A chat with Dean Rosenblith


Published November 14, 2018 This content is archived.

Portrait of Suzanne Rosenblith, dean of the Graduate School of Education.

As part of a new series of interviews with UB’s deans, UBNow sat down with Suzanne Rosenblith, dean of the Graduate School of Education, to learn more about the school’s strategic priorities, particularly its focus on teacher education, evidence-based research and community partnerships.

You recently completed your first year as dean after serving as professor of educational foundations at Clemson University. How have you enjoyed your time at UB and in Western New York?

My family and I absolutely love Western New York. We live in the city and have come to really love all that it has to offer. Buffalo has all of the affordances that one would expect in an urban environment, but the people remind me a lot of those I encountered during my graduate studies in the Midwest.

UB has been a really great fit for me. The campus is vibrant and exciting. The faculty and staff in the Graduate School of Education are exceptional and make coming to work every day truly a joy. The administration is incredibly supportive, thoughtful and committed to UB and also to the mission of the Graduate School of Education.

What new strategic directions are you implementing at the Graduate School of Education?

The Graduate School of Education has a long and impressive history within the educational research community. My job is to rebuild and extend our reputation and visibility among the research community while simultaneously working to strengthen our commitment to increasing opportunities for individuals and communities in the surrounding areas. I see these efforts as complementary in that I believe strongly that the way to improve educational outcomes for individuals and communities is by implementing research-based practices.

To that end, we will invest in programs, projects and initiatives that allow our faculty to be on the cutting edge of their disciplines while supporting neighboring communities. This can be seen in our innovative approach to teacher education: teacher residencies, our partnership with Buffalo’s BUILD community school, a revision to our principal preparation, LIFTS program, and development of a research and teaching domain around Integrative Learning Sciences, which will bring the cognitive, computational and sociocultural study of learning environments and technology to the forefront.

We are also very focused and committed to being a model unit for inclusive excellence and have invested time, personnel and other resources into these efforts.

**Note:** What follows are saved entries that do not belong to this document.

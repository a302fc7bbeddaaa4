/// Default chunk length, in characters.
pub const CHUNK_CHARS: usize = 1000;
/// Characters shared between consecutive chunks.
pub const CHUNK_OVERLAP: usize = 150;

/// Splits text into fixed-size character windows with overlap.
///
/// Windows are counted in `char`s, so multi-byte text never splits inside a
/// code point. The last window ends exactly at the end of the text.
pub fn chunk(text: &str, max_chars: usize, overlap: usize) -> Vec<String> {
    let chars: Vec<char> = text.chars().collect();
    if chars.is_empty() || max_chars == 0 {
        return Vec::new();
    }
    let overlap = overlap.min(max_chars - 1);

    let mut chunks = Vec::new();
    let mut start = 0;
    loop {
        let end = (start + max_chars).min(chars.len());
        chunks.push(chars[start..end].iter().collect());
        if end == chars.len() {
            break;
        }
        start = end - overlap;
    }
    chunks
}

#[cfg(test)]
mod tests {
    use super::*;

    #[test]
    fn test_short_text_is_one_chunk() {
        assert_eq!(chunk("Rust engineer", 1000, 150), vec!["Rust engineer"]);
    }

    #[test]
    fn test_empty_text_has_no_chunks() {
        assert!(chunk("", 1000, 150).is_empty());
    }

    #[test]
    fn test_chunks_overlap() {
        let chunks = chunk("abcdefghij", 4, 1);
        assert_eq!(chunks, vec!["abcd", "defg", "ghij"]);
    }

    #[test]
    fn test_overlap_larger_than_window_still_advances() {
        let chunks = chunk("abcdef", 2, 5);
        assert_eq!(chunks, vec!["ab", "bc", "cd", "de", "ef"]);
    }

    #[test]
    fn test_multibyte_text_is_split_on_chars() {
        let chunks = chunk("ééééé", 3, 1);
        assert_eq!(chunks, vec!["ééé", "ééé"]);
    }
}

Ensuring that students, staff and faculty feel valued and included in GSE is essential to who we are.

Under your leadership, the Graduate School of Education has created new partnerships with the Buffalo Public Schools. What is the purpose of these partnerships and what do you hope to accomplish together?

I am really proud of what we’ve been able to accomplish in the short time I’ve been at UB. I believe it is the responsibility of a school of education at a research-intensive university to impact, inform and support the communities in which we engage. Understanding what works, for whom, and under what conditions is central to improving educational outcomes and this is indeed of paramount importance if we want students in the Buffalo Public Schools to have more opportunity to shape their futures. However, the only way to increase opportunities for students is if we engage in a true, meaningful and, hopefully, lasting partnership with the Buffalo Public schools. So far, we’ve been able to work together well, whether it is supporting their efforts to improve English language literacy among elementary ENL (English as a new language) students, our work helping to turn around BUILD community school, or our recent partnership in teacher residency that aims to recruit and retain and diversify the teaching profession. We are jointly committed to bringing evidence-based practices, ideas and initiatives to bear on the schools. Importantly, what we learn from these partnerships can also impact the larger field of education.

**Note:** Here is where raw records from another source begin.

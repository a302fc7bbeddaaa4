//! Per-answer grading and score aggregation.
//!
//! Oracle grades arrive in one of two vocabularies. Both are parsed into
//! `RawGrade` and normalized to a single `Grade`:
//!
//! - legacy `accuracy / completeness / communication`: `sum / 15 × 100`
//! - requirement `relevance / qualification / communication`: weighted
//!   `0.4 / 0.5 / 0.1`, stored as accuracy / completeness / communication
//!
//! Every sub-score is clamped to `0..=5` and `score_pct` is rounded to one
//! decimal. Anything unparseable becomes `Grade::defensive()`.

use std::collections::BTreeMap;
use std::sync::Arc;
use std::time::Duration;

use futures::future::join_all;
use serde::{Deserialize, Serialize};
use serde_json::{Map, Value};
use tracing::{debug, info};

use crate::llm_client::coerce::{as_integer, as_text};
use crate::llm_client::prompts::fill_prompt;
use crate::llm_client::{ask, parse_lenient, Oracle};
use crate::matching::round1;
use crate::models::{AnswerRow, JobId, QuestionId};
use crate::quiz::prompts::GRADE_PROMPT;
use crate::quiz::summary::{summarize, QuizSummary};
use crate::retrieval::{gather_context, Retriever};
use crate::skills::Skill;
use crate::store::GradeUpdate;

pub const DEFAULT_TIP: &str = "Clarify years, scale, and your role.";
const MAX_TIP_WORDS: usize = 20;
const MAX_SUBSCORE: i64 = 5;
const GRADE_CONTEXT_PASSAGES: usize = 4;

#[derive(Debug, Clone, PartialEq, Serialize, Deserialize)]
pub struct Grade {
    pub accuracy: u8,
    pub completeness: u8,
    pub communication: u8,
    pub score_pct: f64,
    pub tip: String,
}

impl Grade {
    /// Minimal grade returned when the oracle gives nothing usable.
    pub fn defensive() -> Self {
        Self {
            accuracy: 0,
            completeness: 0,
            communication: 0,
            score_pct: 0.0,
            tip: DEFAULT_TIP.to_string(),
        }
    }

    pub fn to_update(&self) -> GradeUpdate {
        GradeUpdate {
            accuracy: self.accuracy,
            completeness: self.completeness,
            communication: self.communication,
            score_pct: self.score_pct,
            tip: self.tip.clone(),
        }
    }
}

/// An oracle grade in whichever vocabulary it was returned.
#[derive(Debug, Clone, PartialEq)]
pub enum RawGrade {
    Legacy {
        accuracy: u8,
        completeness: u8,
        communication: u8,
        tip: String,
    },
    Requirement {
        relevance: u8,
        qualification: u8,
        communication: u8,
        tip: String,
    },
}

impl RawGrade {
    /// Reads a grade object, or the first element of an array of them.
    ///
    /// The requirement vocabulary wins when any of its keys is present.
    pub fn from_value(value: &Value) -> Option<Self> {
        let obj = match value {
            Value::Object(obj) => obj,
            Value::Array(items) => items.first()?.as_object()?,
            _ => return None,
        };

        let tip = obj.get("tip").and_then(as_text).unwrap_or_default();

        if obj.contains_key("relevance") || obj.contains_key("qualification") {
            return Some(RawGrade::Requirement {
                relevance: subscore(obj, "relevance"),
                qualification: subscore(obj, "qualification"),
                communication: subscore(obj, "communication"),
                tip,
            });
        }

        if ["accuracy", "completeness", "communication"]
            .iter()
            .any(|k| obj.contains_key(*k))
        {
            return Some(RawGrade::Legacy {
                accuracy: subscore(obj, "accuracy"),
                completeness: subscore(obj, "completeness"),
                communication: subscore(obj, "communication"),
                tip,
            });
        }

        None
    }

    pub fn score_pct(&self) -> f64 {
        let pct = match self {
            RawGrade::Legacy {
                accuracy,
                completeness,
                communication,
                ..
            } => {
                let sum = f64::from(*accuracy) + f64::from(*completeness) + f64::from(*communication);
                sum * 100.0 / 15.0
            }
            RawGrade::Requirement {
                relevance,
                qualification,
                communication,
                ..
            } => {
                let weighted = 0.4 * f64::from(*relevance)
                    + 0.5 * f64::from(*qualification)
                    + 0.1 * f64::from(*communication);
                weighted * 100.0 / MAX_SUBSCORE as f64
            }
        };
        round1(pct)
    }

    pub fn into_grade(self) -> Grade {
        let score_pct = self.score_pct();
        match self {
            RawGrade::Legacy {
                accuracy,
                completeness,
                communication,
                tip,
            } => Grade {
                accuracy,
                completeness,
                communication,
                score_pct,
                tip: clean_tip(&tip),
            },
            RawGrade::Requirement {
                relevance,
                qualification,
                communication,
                tip,
            } => Grade {
                accuracy: relevance,
                completeness: qualification,
                communication,
                score_pct,
                tip: clean_tip(&tip),
            },
        }
    }
}

fn subscore(obj: &Map<String, Value>, key: &str) -> u8 {
    obj.get(key)
        .and_then(as_integer)
        .unwrap_or(0)
        .clamp(0, MAX_SUBSCORE) as u8
}

/// Tolerant parse of one oracle grading response.
pub fn parse_grade(raw: &str) -> Option<Grade> {
    let value = parse_lenient::<Value>(raw)?;
    RawGrade::from_value(&value).map(RawGrade::into_grade)
}

/// Trims the tip to its first 20 words; blank tips become the default.
pub fn clean_tip(tip: &str) -> String {
    let words: Vec<&str> = tip.split_whitespace().take(MAX_TIP_WORDS).collect();
    if words.is_empty() {
        DEFAULT_TIP.to_string()
    } else {
        words.join(" ")
    }
}

#[derive(Clone)]
pub struct Grader {
    oracle: Arc<dyn Oracle>,
    retriever: Arc<dyn Retriever>,
    timeout: Duration,
}

impl Grader {
    pub fn new(oracle: Arc<dyn Oracle>, retriever: Arc<dyn Retriever>, timeout: Duration) -> Self {
        Self {
            oracle,
            retriever,
            timeout,
        }
    }

    /// Grades one answer against the JD passages closest to the question.
    ///
    /// Always returns a grade. Blank answers, oracle failures and unusable
    /// output all yield `Grade::defensive()`.
    pub async fn grade_one(&self, job_id: JobId, question: &str, answer: &str) -> Grade {
        if answer.trim().is_empty() {
            debug!(%job_id, "Blank answer; grading defensively");
            return Grade::defensive();
        }

        let context = gather_context(
            self.retriever.as_ref(),
            job_id,
            question,
            GRADE_CONTEXT_PASSAGES,
        )
        .await;
        let prompt = fill_prompt(
            GRADE_PROMPT,
            &[("context", context.as_str()), ("question", question), ("answer", answer)],
        );

        let grade = ask(self.oracle.as_ref(), &prompt, self.timeout)
            .await
            .and_then(|raw| parse_grade(&raw))
            .unwrap_or_else(|| {
                info!(%job_id, "Unusable grade from oracle; using defensive grade");
                Grade::defensive()
            });

        debug!(%job_id, score_pct = grade.score_pct, "Graded answer");
        grade
    }

    /// Grades every `(question, answer)` pair concurrently and summarizes.
    ///
    /// `skills` only names the gaps; an empty list leaves them as raw keywords.
    pub async fn grade_many(
        &self,
        job_id: JobId,
        qas: &[(String, String)],
        skills: &[Skill],
    ) -> QuizSummary {
        let grades = join_all(
            qas.iter()
                .map(|(question, answer)| self.grade_one(job_id, question, answer)),
        )
        .await;

        let summary = summarize(qas, grades, skills);
        info!(
            %job_id,
            questions = qas.len(),
            overall = summary.overall,
            "Graded quiz"
        );
        summary
    }
}

/// One-decimal mean, 0 for no scores.
pub fn overall_score(scores: &[f64]) -> f64 {
    if scores.is_empty() {
        return 0.0;
    }
    round1(scores.iter().sum::<f64>() / scores.len() as f64)
}

/// The authoritative answer per question: the row with the highest id.
/// Ordered by question id.
pub fn latest_per_question(answers: &[AnswerRow]) -> Vec<&AnswerRow> {
    let mut latest: BTreeMap<QuestionId, &AnswerRow> = BTreeMap::new();
    for answer in answers {
        latest
            .entry(answer.question_id)
            .and_modify(|current| {
                if answer.id > current.id {
                    *current = answer;
                }
            })
            .or_insert(answer);
    }
    latest.into_values().collect()
}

The school has been actively marketing its UB Teach combined degree program. Can you explain what the program is and how it’s been received by potential students?

I am really excited about our combined bachelor’s to master’s program. UB Teach is a streamlined pipeline for undergraduate students majoring in a certifiable content area (e.g. mathematics, biology, English). It is an opportunity for students who wish to teach to move directly from their undergraduate disciplinary degree into an initial and professional teaching program. This is really beneficial for students because they will be extremely well-prepared in their content area; they will be able to shed one year from what it would typically take to earn a master’s degree; and they will earn their professional certification, which is something required of all teachers in New York State within five years of their initial certification.

Looking 10 years down the road, what do you envision for the Graduate School of Education and what kind of changes do you see for teachers and public education?

I see the Graduate School of Education as a leader among research-intensive schools and colleges of education. I see us on the forefront and as leading innovators in several fields, including teacher and leader preparation. I also see us as a model for what a community of scholars can look like. I see us preparing researchers who, in turn, become leaders in educational research and policy. I see us setting the standard for what preparation programs ought to look like. I see the Graduate School of Education as the place others want to study and emulate because of our successful teaching and research efforts.